Professor Martin Griffiths Jones: Professor of Agricultural Botany, Kings College, Durham University

By Dr Deric Charlton

Martin Griffith Jones was born in 1897 at Ruel Assif farm, Llanfihangel Geneu’r Glyn, Cardiganshire, Wales, where his parents had been tenant farmers for many generations.  There were 10 children in the family and all survived.

Four of Martin’s brothers became farmers, a sister married a farmer and Martin after attending Ardwyn Grammar School, and helping on his parents’ farm, he entered the University College of Wales in nearby Aberyswyth to study agriculture. 

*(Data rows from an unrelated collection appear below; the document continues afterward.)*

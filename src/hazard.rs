//! Hazard-tracking groups (spec §4.E): a persistent resource whose shared
//! property is an ordered set of member resources. Groups exist to avoid
//! O(N) per-resource usage bookkeeping for bindless arrays of thousands of
//! textures (spec §9): every member forwards its usage log to the group's
//! own `usages` slot instead of keeping one itself.
//!
//! Wait-index reads/writes are deliberately *not* forwarded (spec §4.E,
//! §9): grouping affects only usage recording.

use crate::descriptor::HazardTrackingGroupDescriptor;
use crate::handle::{self, Handle};
use crate::persistent::{PersistentExtra, PersistentRegistry};
#[cfg(test)]
use crate::handle::HandleFlags;
use std::sync::Mutex;

/// Membership list for one hazard-tracking group. Mutated only under
/// `members`'s own lock (spec §4.E: "Membership is mutated under the
/// registry's own lock; iteration must take that lock.") - a dedicated
/// lock per group rather than the registry-wide free-list spinlock, so
/// membership churn on one group never contends with allocation of another.
#[derive(Default)]
pub struct GroupMembership {
    members: Mutex<Vec<Handle>>,
}

pub type HazardTrackingGroupRegistry = PersistentRegistry<HazardTrackingGroupDescriptor, GroupMembership>;

/// Assigns `group` to `member`. A no-op if `member` already belongs to
/// `group` (spec §8 idempotence list); a programmer-error panic (via
/// `SharedSlots::set_hazard_tracking_group`) if it already belongs to a
/// *different* group: removal is forbidden (spec §4.E), so reassignment
/// can never be legitimate.
pub fn assign<D, X: PersistentExtra>(
    groups: &HazardTrackingGroupRegistry,
    group: Handle,
    members: &PersistentRegistry<D, X>,
    member: Handle,
) {
    assert!(groups.is_valid(group), "hazard-tracking group handle is invalid");
    assert!(members.is_valid(member), "member resource handle is invalid");

    let group_index = handle::index(group) as usize;
    {
        let mut list = groups.extra(group_index).members.lock().unwrap();
        if list.contains(&member) {
            return;
        }
        list.push(member);
    }
    members.shared().set_hazard_tracking_group(handle::index(member) as usize, group);
}

/// Iterates a group's members under its membership lock (spec §4.E).
pub fn members(groups: &HazardTrackingGroupRegistry, group: Handle) -> Vec<Handle> {
    assert!(groups.is_valid(group), "hazard-tracking group handle is invalid");
    let group_index = handle::index(group) as usize;
    groups.extra(group_index).members.lock().unwrap().clone()
}

#[cfg(test)]
mod tests {
    use super::*;
    use crate::descriptor::{HazardTrackingGroupDescriptor, HazardTrackingMemberKind};
    use crate::handle::ResourceKind;
    use crate::property::Usage;
    use crate::wait_index::Access;

    /// Scenario S4: hazard-group sharing.
    #[test]
    fn usages_forward_through_the_group() {
        let textures: PersistentRegistry<u32, ()> = PersistentRegistry::new(ResourceKind::Texture, 4);
        let groups: HazardTrackingGroupRegistry = PersistentRegistry::new(ResourceKind::HazardTrackingGroup, 4);

        let (a, a_idx) = textures.allocate_handle(HandleFlags::empty());
        textures.initialize(a_idx, None, 1, Handle::NONE, ());
        let (b, b_idx) = textures.allocate_handle(HandleFlags::empty());
        textures.initialize(b_idx, None, 2, Handle::NONE, ());

        let (g, g_idx) = groups.allocate_handle(HandleFlags::empty());
        groups.initialize(
            g_idx,
            None,
            HazardTrackingGroupDescriptor { member_kind: HazardTrackingMemberKind::Texture },
            Handle::NONE,
            GroupMembership::default(),
        );

        assign(&groups, g, &textures, a);
        assign(&groups, g, &textures, b);
        assert_eq!(members(&groups, g), vec![a, b]);

        // A usage recorded through A's forwarding target (the group's own
        // slot) must be visible via B's forwarding target too, since both
        // point at the same group slot.
        groups.shared().record_usage(g_idx, Usage { render_graph: 0, access: Access::Read });
        assert_eq!(textures.shared().hazard_tracking_group(a_idx), g);
        assert_eq!(textures.shared().hazard_tracking_group(b_idx), g);
        assert_eq!(groups.shared().usages(g_idx).len(), 1);
    }

    #[test]
    fn assigning_same_group_twice_is_a_noop() {
        let textures: PersistentRegistry<u32, ()> = PersistentRegistry::new(ResourceKind::Texture, 4);
        let groups: HazardTrackingGroupRegistry = PersistentRegistry::new(ResourceKind::HazardTrackingGroup, 4);
        let (a, a_idx) = textures.allocate_handle(HandleFlags::empty());
        textures.initialize(a_idx, None, 1, Handle::NONE, ());
        let (g, g_idx) = groups.allocate_handle(HandleFlags::empty());
        groups.initialize(
            g_idx,
            None,
            HazardTrackingGroupDescriptor { member_kind: HazardTrackingMemberKind::Texture },
            Handle::NONE,
            GroupMembership::default(),
        );

        assign(&groups, g, &textures, a);
        assign(&groups, g, &textures, a);
        assert_eq!(members(&groups, g), vec![a]);
    }

    #[test]
    #[should_panic(expected = "different hazard-tracking group")]
    fn reassigning_to_a_different_group_panics() {
        let textures: PersistentRegistry<u32, ()> = PersistentRegistry::new(ResourceKind::Texture, 4);
        let groups: HazardTrackingGroupRegistry = PersistentRegistry::new(ResourceKind::HazardTrackingGroup, 4);
        let (a, a_idx) = textures.allocate_handle(HandleFlags::empty());
        textures.initialize(a_idx, None, 1, Handle::NONE, ());

        let desc = || HazardTrackingGroupDescriptor { member_kind: HazardTrackingMemberKind::Texture };
        let (g1, g1_idx) = groups.allocate_handle(HandleFlags::empty());
        groups.initialize(g1_idx, None, desc(), Handle::NONE, GroupMembership::default());
        let (g2, g2_idx) = groups.allocate_handle(HandleFlags::empty());
        groups.initialize(g2_idx, None, desc(), Handle::NONE, GroupMembership::default());

        assign(&groups, g1, &textures, a);
        assign(&groups, g2, &textures, a);
    }
}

He was followed in his career of pasture science by his younger brother by 8 years Iorwerth, who also became an agronomist at the Welsh Plant Breeding Station. 

After University Martin became one of the first research staff at Plas Goggerdan, where Sir George Stapledon had established the Welsh Plant Breeding Station. Ironically at first he mostly worked with oats, evaluating oat selections for growing in the harsh Welsh climate.

Martin Jones left the Welsh Plant Breeding Station to join I.C.I. in 1928 to work at Jealott’s Hill Research Station, Nitram, and then at ICI’s research farm in Berkshire.  In 1937 he was then appointed grassland adviser at the North of Scotland Agricultural College in Aberdeen, and remained there throughout the Second World War, applying his acquired pasture experience to the region’s farms.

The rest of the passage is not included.